Ad execs decided to give the brand a boot up the backside with a campaign zoning in on women rather than the entire family. Borrowing heavily from Nora Ephron’s When Harry Met Sally, the groundbreaking new campaign featured women, standing alone in the shower, loudly climaxing as they lathered up with Herbal Essences shampoo, suggesting that this run-of-the-mill brand was far from an unremarkable, stuffy seventies relic, but a ‘totally orgasmic’ experience. The ads were pretty tame – cheeky rather than softly pornographic – but for a generation of women who’d grown up in token sex education classes without ever hearing mention of the female orgasm, they represented a sea-change in middle-of-the-road beauty advertising and marketing. Herbal Essences was no longer about the dutiful housewife leaning over the bath to wash her children’s hair while a chicken roasted in the oven, it was a brand for women and recognised their need for ‘me time’ (I promise I will never use this mortifying expression again). Of course, the campaign rather overstated the product’s effects – unless a woman was to be more imaginative with the water hose, a shower with Herbal Essences was unlikely to yield greater results than cleaner hair. And it’s true that after we became inured to the original gimmick, and other brands pushed the envelope further, Clairol was back to square one. We now lived in a world where reality TV stars had sex on telly and defecated in front of six hidden cameras.

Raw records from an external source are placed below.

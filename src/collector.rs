//! Status collector: ingestion handle and the single-writer aggregation task.
//!
//! All status state lives inside one spawned task. Producers never touch it;
//! they enqueue commands on a bounded channel, and the task applies them one
//! at a time, interleaved with periodic gauge samples. Snapshots are requests
//! answered by the same task, so a snapshot always reflects a state that
//! existed between two mutations.
//!
//! # Back-pressure
//!
//! The ingestion queue is bounded. When the task falls behind (for example
//! while a slow `MetricsSink` or `CacheInfo` call is in progress) producers
//! wait for queue space instead of losing events.

use chrono::{DateTime, Utc};
use std::sync::Arc;
use std::time::{Duration, Instant};
use tokio::sync::{mpsc, oneshot};
use tokio::task::JoinHandle;
use tracing::{debug, info, instrument, trace, warn};

use crate::cache::CacheInfo;
use crate::clock::{Clock, SystemClock};
use crate::config::CollectorConfig;
use crate::error::StatusError;
use crate::event::StatusEvent;
use crate::metrics::MetricsSink;
use crate::scheduler::Scheduler;
use crate::state::{Gauges, StatusInfo};
use crate::system::{MemoryProbe, ProcSelfMemory};

/// External services the collector task reads from and writes to.
#[derive(Clone)]
pub struct Collaborators {
    pub metrics: Arc<dyn MetricsSink>,
    pub cache: Arc<dyn CacheInfo>,
    pub clock: Arc<dyn Clock>,
    pub memory: Arc<dyn MemoryProbe>,
}

impl Collaborators {
    /// Uses the system clock and procfs memory probe.
    pub fn new(metrics: Arc<dyn MetricsSink>, cache: Arc<dyn CacheInfo>) -> Self {
        Self {
            metrics,
            cache,
            clock: Arc::new(SystemClock),
            memory: Arc::new(ProcSelfMemory),
        }
    }

    pub fn with_clock(mut self, clock: Arc<dyn Clock>) -> Self {
        self.clock = clock;
        self
    }

    pub fn with_memory_probe(mut self, memory: Arc<dyn MemoryProbe>) -> Self {
        self.memory = memory;
        self
    }
}

enum Command {
    Event(StatusEvent),
    Snapshot(oneshot::Sender<StatusInfo>),
}

/// Cloneable handle used by producers to report events and read snapshots.
#[derive(Clone)]
pub struct StatusCollector {
    tx: mpsc::Sender<Command>,
}

/// Owner handle for the running collector task.
///
/// Dropping it detaches the task, which then runs until every
/// `StatusCollector` handle is gone.
pub struct CollectorTask {
    shutdown: oneshot::Sender<()>,
    handle: JoinHandle<()>,
}

impl StatusCollector {
    /// Validates `config`, captures the start time and spawns the collector
    /// task on the current tokio runtime.
    pub fn spawn(
        config: &CollectorConfig,
        deps: Collaborators,
    ) -> Result<(Self, CollectorTask), StatusError> {
        config.validate()?;

        let (tx, rx) = mpsc::channel(config.queue_capacity);
        let (shutdown_tx, shutdown_rx) = oneshot::channel();
        let scheduler = Scheduler::new(config.tick_interval());
        let aggregator = Aggregator::new(deps);

        let handle = tokio::spawn(aggregator.run(rx, scheduler, shutdown_rx));

        Ok((
            Self { tx },
            CollectorTask {
                shutdown: shutdown_tx,
                handle,
            },
        ))
    }

    /// Enqueues an event, waiting for queue space if the collector is behind.
    pub async fn record(&self, event: StatusEvent) -> Result<(), StatusError> {
        self.tx
            .send(Command::Event(event))
            .await
            .map_err(|_| StatusError::CollectorStopped)
    }

    /// Enqueues an event from a thread outside the async runtime, blocking the
    /// thread while the queue is full.
    ///
    /// # Panics
    ///
    /// Panics when called from within an asynchronous execution context.
    pub fn record_blocking(&self, event: StatusEvent) -> Result<(), StatusError> {
        self.tx
            .blocking_send(Command::Event(event))
            .map_err(|_| StatusError::CollectorStopped)
    }

    /// Should be called every time a skin is served from the cache.
    pub async fn record_cache_hit(&self) -> Result<(), StatusError> {
        self.record(StatusEvent::CacheHit).await
    }

    /// Should be called every time serving a skin from the cache fails.
    pub async fn record_cache_miss(&self) -> Result<(), StatusError> {
        self.record(StatusEvent::CacheMiss).await
    }

    pub async fn record_requested(&self, category: impl Into<String>) -> Result<(), StatusError> {
        self.record(StatusEvent::Requested(category.into())).await
    }

    pub async fn record_api_requested(
        &self,
        category: impl Into<String>,
    ) -> Result<(), StatusError> {
        self.record(StatusEvent::ApiRequested(category.into())).await
    }

    pub async fn record_error(&self, kind: impl Into<String>) -> Result<(), StatusError> {
        self.record(StatusEvent::Errored(kind.into())).await
    }

    /// Returns a copy of the state after every event this handle enqueued
    /// earlier has been applied.
    pub async fn snapshot(&self) -> Result<StatusInfo, StatusError> {
        let (reply_tx, reply_rx) = oneshot::channel();
        self.tx
            .send(Command::Snapshot(reply_tx))
            .await
            .map_err(|_| StatusError::CollectorStopped)?;
        reply_rx.await.map_err(|_| StatusError::CollectorStopped)
    }

    /// Returns the snapshot encoded as JSON.
    pub async fn export_snapshot(&self) -> Result<Vec<u8>, StatusError> {
        let info = self.snapshot().await?;
        Ok(serde_json::to_vec(&info)?)
    }
}

impl CollectorTask {
    /// Stops the collector after applying every command already queued, then
    /// waits for the task to finish.
    pub async fn shutdown(self) -> Result<(), StatusError> {
        // The task may already have exited on its own
        let _ = self.shutdown.send(());
        self.handle.await?;
        Ok(())
    }

    /// Waits for the task to exit without requesting a shutdown.
    pub async fn join(self) -> Result<(), StatusError> {
        self.handle.await?;
        Ok(())
    }
}

/// Single owner of the status state.
struct Aggregator {
    info: StatusInfo,
    started_at: DateTime<Utc>,
    deps: Collaborators,
}

impl Aggregator {
    fn new(deps: Collaborators) -> Self {
        Self {
            info: StatusInfo::default(),
            started_at: deps.clock.now(),
            deps,
        }
    }

    #[instrument(skip_all, fields(period = ?scheduler.period()))]
    async fn run(
        mut self,
        mut rx: mpsc::Receiver<Command>,
        scheduler: Scheduler,
        mut shutdown: oneshot::Receiver<()>,
    ) {
        info!("Status collector started");

        self.sample_gauges(scheduler.period());
        let mut ticks = scheduler.start();
        let mut detached = false;

        loop {
            tokio::select! {
                command = rx.recv() => match command {
                    Some(command) => self.handle(command),
                    None => {
                        debug!("All collector handles dropped");
                        break;
                    }
                },
                _ = ticks.tick() => self.sample_gauges(scheduler.period()),
                signal = &mut shutdown, if !detached => match signal {
                    Ok(()) => {
                        debug!("Shutdown requested, draining queued commands");
                        rx.close();
                        while let Some(command) = rx.recv().await {
                            self.handle(command);
                        }
                        break;
                    }
                    Err(_) => {
                        debug!("Collector task detached");
                        detached = true;
                    }
                },
            }
        }

        info!(
            "Status collector stopped: {} hits, {} misses, {} requests",
            self.info.cache_hits,
            self.info.cache_misses,
            self.info.total_requested()
        );
    }

    fn handle(&mut self, command: Command) {
        match command {
            Command::Event(event) => {
                let (family, label) = event.family_and_label();
                self.deps.metrics.increment(family, label);
                self.info.apply(&event);
                trace!(family = family.as_str(), label, "Applied status event");
            }
            Command::Snapshot(reply) => {
                if reply.send(self.info.clone()).is_err() {
                    debug!("Snapshot requester went away before reply");
                }
            }
        }
    }

    fn sample_gauges(&mut self, period: Duration) {
        let start = Instant::now();

        let gauges = Gauges {
            memory_bytes: self.deps.memory.resident_bytes(),
            uptime_seconds: (self.deps.clock.now() - self.started_at).num_seconds(),
            cache_size: self.deps.cache.size(),
            cache_memory_bytes: self.deps.cache.memory_bytes(),
        };
        self.info.set_gauges(gauges);

        let elapsed = start.elapsed();
        if elapsed > period {
            warn!(
                "Gauge sampling took {:.2}s, longer than the {:.2}s tick period; producers are being held back",
                elapsed.as_secs_f64(),
                period.as_secs_f64()
            );
        }

        debug!(
            "Sampled gauges: mem={} bytes, uptime={}s, cache_size={}, cache_mem={} bytes",
            gauges.memory_bytes, gauges.uptime_seconds, gauges.cache_size, gauges.cache_memory_bytes
        );
    }
}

In the mid-noughties, P&G, having acquired Clairol, redesigned and relaunched Herbal Essences, scrapping the pastel bottles and Totally Orgasmic Experience in favour of lurid brights and a red carpet-wannabe message. These effects were also short-lived. A few years later, P&G rightly went back to the old, by now iconic bottles and smells. Where that leaves Herbal Essences is anyone’s guess. Where it perhaps leaves women is with little more than sexual frustration and a pleasant, vaguely chemical herbal scent.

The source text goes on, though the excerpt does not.